Однако наступление марксизма в мире не случайно. И оно объясняется не только «заговорами Кремля», не только ставкой на такие присущие людям чувства, как ненависть и зависть, не только обаянием силы, которое исходит от СССР и так импонирует многим.

Успех марксизма объясняется, как мне кажется, и тем, что классический либерализм — идеология, которая создала современное западное общество, переживает кризис и, быть может, кризис смертельный.

Я не люблю слова «идеология», с годами я все более убеждаюсь, что главное в жизни — это простые человеческие чувства, как любовь к своей семье или уважение к своим друзьям. Я вижу зло, которое внесли в мир идеологии, вижу, как для одних идеология становится религией, а для других — религия идеологий. Не знаю, что хуже.

Однако я понимаю, что идеологии неизбежны. И необходимы, если рассматривать их только как рабочий инструмент, нужный для изменения мира.

Либеральная идеология была таким инструментом, и она изменила мир к лучшему. Но она не ответила на многие вопросы. Она как бы бросала человека в море и говорила: плыви или тони. Либерал говорил: не мешайте мне делать мое дело, и я не трону вас.

По-видимому, здесь и есть причина кризиса Люди хотят, чтобы их трогали, они хотят, чтобы о них думали, чтобы что-то требовали от них и что-то им давали. Человеку тяжело сознание, что от него ничего не зависит в мире. Либерализм не дает ответа, что делать с чувством одиночества и отчужденности.

И тут начинает орудовать марксизм.

Марксизм сделал ставку на насилие, которое Маркс называл повивальной бабкой истории, — и хотя все время эта бабка принимает уродов, а не нормальных детей, марксисты не устают обещать, что следующий ребенок будет великолепным.

Я не верю марксистам. Многие им не верят. Но у них есть одно громадное преимущество. Какие бы дурные рецепты они ни предлагали, они понимают, что мир неизбежно меняется, и они хотят взять это изменение в свои руки и делать его по-своему.

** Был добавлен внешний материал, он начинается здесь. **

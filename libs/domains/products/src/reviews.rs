//! Review aggregation.
//!
//! Pure functions over a product's review list: at most one review per
//! reviewer, and a [`RatingSummary`] that is always derived from the list it
//! is stored with. Persistence and id generation belong to the caller.

use serde::{Deserialize, Serialize};
use thiserror::Error;
use utoipa::ToSchema;
use uuid::Uuid;

use crate::models::Product;

pub const MIN_RATING: f64 = 1.0;
pub const MAX_RATING: f64 = 5.0;

/// A customer review, owned by a product
#[derive(Debug, Clone, PartialEq, Serialize, Deserialize, ToSchema)]
pub struct Review {
    pub id: Uuid,
    pub reviewer_id: Uuid,
    pub reviewer_name: String,
    /// 1 to 5
    pub rating: f64,
    pub comment: String,
}

/// An incoming rating from one reviewer
#[derive(Debug, Clone, PartialEq)]
pub struct ReviewSubmission {
    pub reviewer_id: Uuid,
    pub reviewer_name: String,
    pub rating: f64,
    pub comment: String,
}

/// Review count and mean rating
#[derive(Debug, Clone, Copy, PartialEq, Default, Serialize, Deserialize, ToSchema)]
pub struct RatingSummary {
    pub number_of_reviews: u32,
    /// 0 when there are no reviews
    pub average_rating: f64,
}

impl RatingSummary {
    pub fn from_reviews(reviews: &[Review]) -> Self {
        if reviews.is_empty() {
            return Self::default();
        }

        let total: f64 = reviews.iter().map(|r| r.rating).sum();
        Self {
            number_of_reviews: u32::try_from(reviews.len()).unwrap_or(u32::MAX),
            average_rating: total / reviews.len() as f64,
        }
    }
}

/// New review list together with its summary
#[derive(Debug, Clone, PartialEq)]
pub struct ReviewOutcome {
    pub reviews: Vec<Review>,
    pub summary: RatingSummary,
}

impl ReviewOutcome {
    fn from_reviews(reviews: Vec<Review>) -> Self {
        let summary = RatingSummary::from_reviews(&reviews);
        Self { reviews, summary }
    }
}

#[derive(Debug, Clone, PartialEq, Error)]
pub enum ReviewError {
    #[error("Invalid argument: {0}")]
    InvalidArgument(String),

    #[error("Review not found: {0}")]
    NotFound(Uuid),
}

/// Add `incoming`, or overwrite the rating and comment of the reviewer's
/// existing review in place. `new_review_id` is only used when appending.
pub fn upsert_review(
    existing: &[Review],
    incoming: ReviewSubmission,
    new_review_id: Uuid,
) -> Result<ReviewOutcome, ReviewError> {
    if !incoming.rating.is_finite() || !(MIN_RATING..=MAX_RATING).contains(&incoming.rating) {
        return Err(ReviewError::InvalidArgument(format!(
            "rating must be between {MIN_RATING} and {MAX_RATING}, got {}",
            incoming.rating
        )));
    }

    let mut reviews = existing.to_vec();
    match reviews
        .iter_mut()
        .find(|r| r.reviewer_id == incoming.reviewer_id)
    {
        Some(review) => {
            review.rating = incoming.rating;
            review.comment = incoming.comment;
        }
        None => reviews.push(Review {
            id: new_review_id,
            reviewer_id: incoming.reviewer_id,
            reviewer_name: incoming.reviewer_name,
            rating: incoming.rating,
            comment: incoming.comment,
        }),
    }

    Ok(ReviewOutcome::from_reviews(reviews))
}

/// Drop the review with `review_id`.
pub fn remove_review(existing: &[Review], review_id: Uuid) -> Result<ReviewOutcome, ReviewError> {
    if !existing.iter().any(|r| r.id == review_id) {
        return Err(ReviewError::NotFound(review_id));
    }

    let reviews = existing
        .iter()
        .filter(|r| r.id != review_id)
        .cloned()
        .collect();

    Ok(ReviewOutcome::from_reviews(reviews))
}

/// Reviews in submission order.
pub fn list_reviews(product: &Product) -> &[Review] {
    &product.reviews
}

#[cfg(test)]
mod tests {
    use super::*;

    fn submission(reviewer_id: Uuid, rating: f64, comment: &str) -> ReviewSubmission {
        ReviewSubmission {
            reviewer_id,
            reviewer_name: format!("reviewer-{}", &reviewer_id.to_string()[..8]),
            rating,
            comment: comment.to_string(),
        }
    }

    fn upsert(existing: &[Review], incoming: ReviewSubmission) -> ReviewOutcome {
        upsert_review(existing, incoming, Uuid::now_v7()).unwrap()
    }

    #[test]
    fn test_first_review_on_empty_product() {
        let reviewer = Uuid::now_v7();
        let review_id = Uuid::now_v7();

        let outcome = upsert_review(&[], submission(reviewer, 4.0, "good"), review_id).unwrap();

        assert_eq!(outcome.reviews.len(), 1);
        assert_eq!(outcome.reviews[0].id, review_id);
        assert_eq!(outcome.summary.number_of_reviews, 1);
        assert_eq!(outcome.summary.average_rating, 4.0);
    }

    #[test]
    fn test_second_reviewer_averages() {
        let first = upsert(&[], submission(Uuid::now_v7(), 4.0, "good"));
        let second = upsert(&first.reviews, submission(Uuid::now_v7(), 2.0, "meh"));

        assert_eq!(second.summary.number_of_reviews, 2);
        assert_eq!(second.summary.average_rating, 3.0);
    }

    #[test]
    fn test_resubmission_replaces_in_place() {
        let a = Uuid::now_v7();
        let b = Uuid::now_v7();
        let first = upsert(&[], submission(a, 4.0, "good"));
        let both = upsert(&first.reviews, submission(b, 2.0, "meh"));
        let original_id = both.reviews[0].id;

        let outcome = upsert(&both.reviews, submission(a, 5.0, "great"));

        assert_eq!(outcome.reviews.len(), 2);
        assert_eq!(outcome.reviews[0].reviewer_id, a);
        assert_eq!(outcome.reviews[0].id, original_id);
        assert_eq!(outcome.reviews[0].comment, "great");
        assert_eq!(outcome.reviews[1].reviewer_id, b);
        assert_eq!(outcome.summary.number_of_reviews, 2);
        assert_eq!(outcome.summary.average_rating, 3.5);
    }

    #[test]
    fn test_resubmission_keeps_reviewer_name() {
        let a = Uuid::now_v7();
        let first = upsert(&[], submission(a, 3.0, "ok"));

        let mut renamed = submission(a, 4.0, "better");
        renamed.reviewer_name = "someone else".to_string();
        let outcome = upsert(&first.reviews, renamed);

        assert_eq!(outcome.reviews[0].reviewer_name, first.reviews[0].reviewer_name);
    }

    #[test]
    fn test_rating_out_of_range_is_rejected() {
        for rating in [0.0, 0.99, 5.01, -3.0, f64::NAN, f64::INFINITY] {
            let result = upsert_review(&[], submission(Uuid::now_v7(), rating, "x"), Uuid::now_v7());
            assert!(
                matches!(result, Err(ReviewError::InvalidArgument(_))),
                "rating {rating} should be rejected"
            );
        }
    }

    #[test]
    fn test_rating_bounds_are_inclusive() {
        assert!(upsert_review(&[], submission(Uuid::now_v7(), 1.0, ""), Uuid::now_v7()).is_ok());
        assert!(upsert_review(&[], submission(Uuid::now_v7(), 5.0, ""), Uuid::now_v7()).is_ok());
    }

    #[test]
    fn test_remove_one_of_two() {
        let first = upsert(&[], submission(Uuid::now_v7(), 4.0, "good"));
        let both = upsert(&first.reviews, submission(Uuid::now_v7(), 2.0, "meh"));

        let outcome = remove_review(&both.reviews, both.reviews[1].id).unwrap();

        assert_eq!(outcome.reviews.len(), 1);
        assert_eq!(outcome.summary.number_of_reviews, 1);
        assert_eq!(outcome.summary.average_rating, 4.0);
    }

    #[test]
    fn test_remove_last_review_gives_zero_average() {
        let only = upsert(&[], submission(Uuid::now_v7(), 4.0, "good"));

        let outcome = remove_review(&only.reviews, only.reviews[0].id).unwrap();

        assert!(outcome.reviews.is_empty());
        assert_eq!(outcome.summary.number_of_reviews, 0);
        assert_eq!(outcome.summary.average_rating, 0.0);
        assert!(outcome.summary.average_rating.is_finite());
    }

    #[test]
    fn test_remove_absent_id_is_not_found() {
        let only = upsert(&[], submission(Uuid::now_v7(), 4.0, "good"));
        let missing = Uuid::now_v7();

        assert_eq!(
            remove_review(&only.reviews, missing),
            Err(ReviewError::NotFound(missing))
        );
        assert_eq!(only.reviews.len(), 1);
    }

    #[test]
    fn test_summary_of_empty_list() {
        assert_eq!(
            RatingSummary::from_reviews(&[]),
            RatingSummary {
                number_of_reviews: 0,
                average_rating: 0.0
            }
        );
    }

    #[test]
    fn test_at_most_one_review_per_reviewer() {
        let a = Uuid::now_v7();
        let mut reviews = Vec::new();
        for rating in [1.0, 2.0, 3.0, 4.0] {
            reviews = upsert(&reviews, submission(a, rating, "again")).reviews;
        }

        assert_eq!(reviews.len(), 1);
        assert_eq!(reviews[0].rating, 4.0);
    }
}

А чего хотят либералы? Что они предлагают? Только сохранение того, что есть, только взгляд назад, только «признание реальностей» — и отсюда бесконечные уступки коммунизму, чтобы сберечь лишний год своего спокойствия.

В таком случае я тоже левый. Я среди тех, кто понимает, что мир меняется, и кто хочет его активно менять. Но я не коммунист! И я хочу бороться с коммунизмом — но бороться глядя вперед, а не назад. Не пятиться раком, а искать новый путь.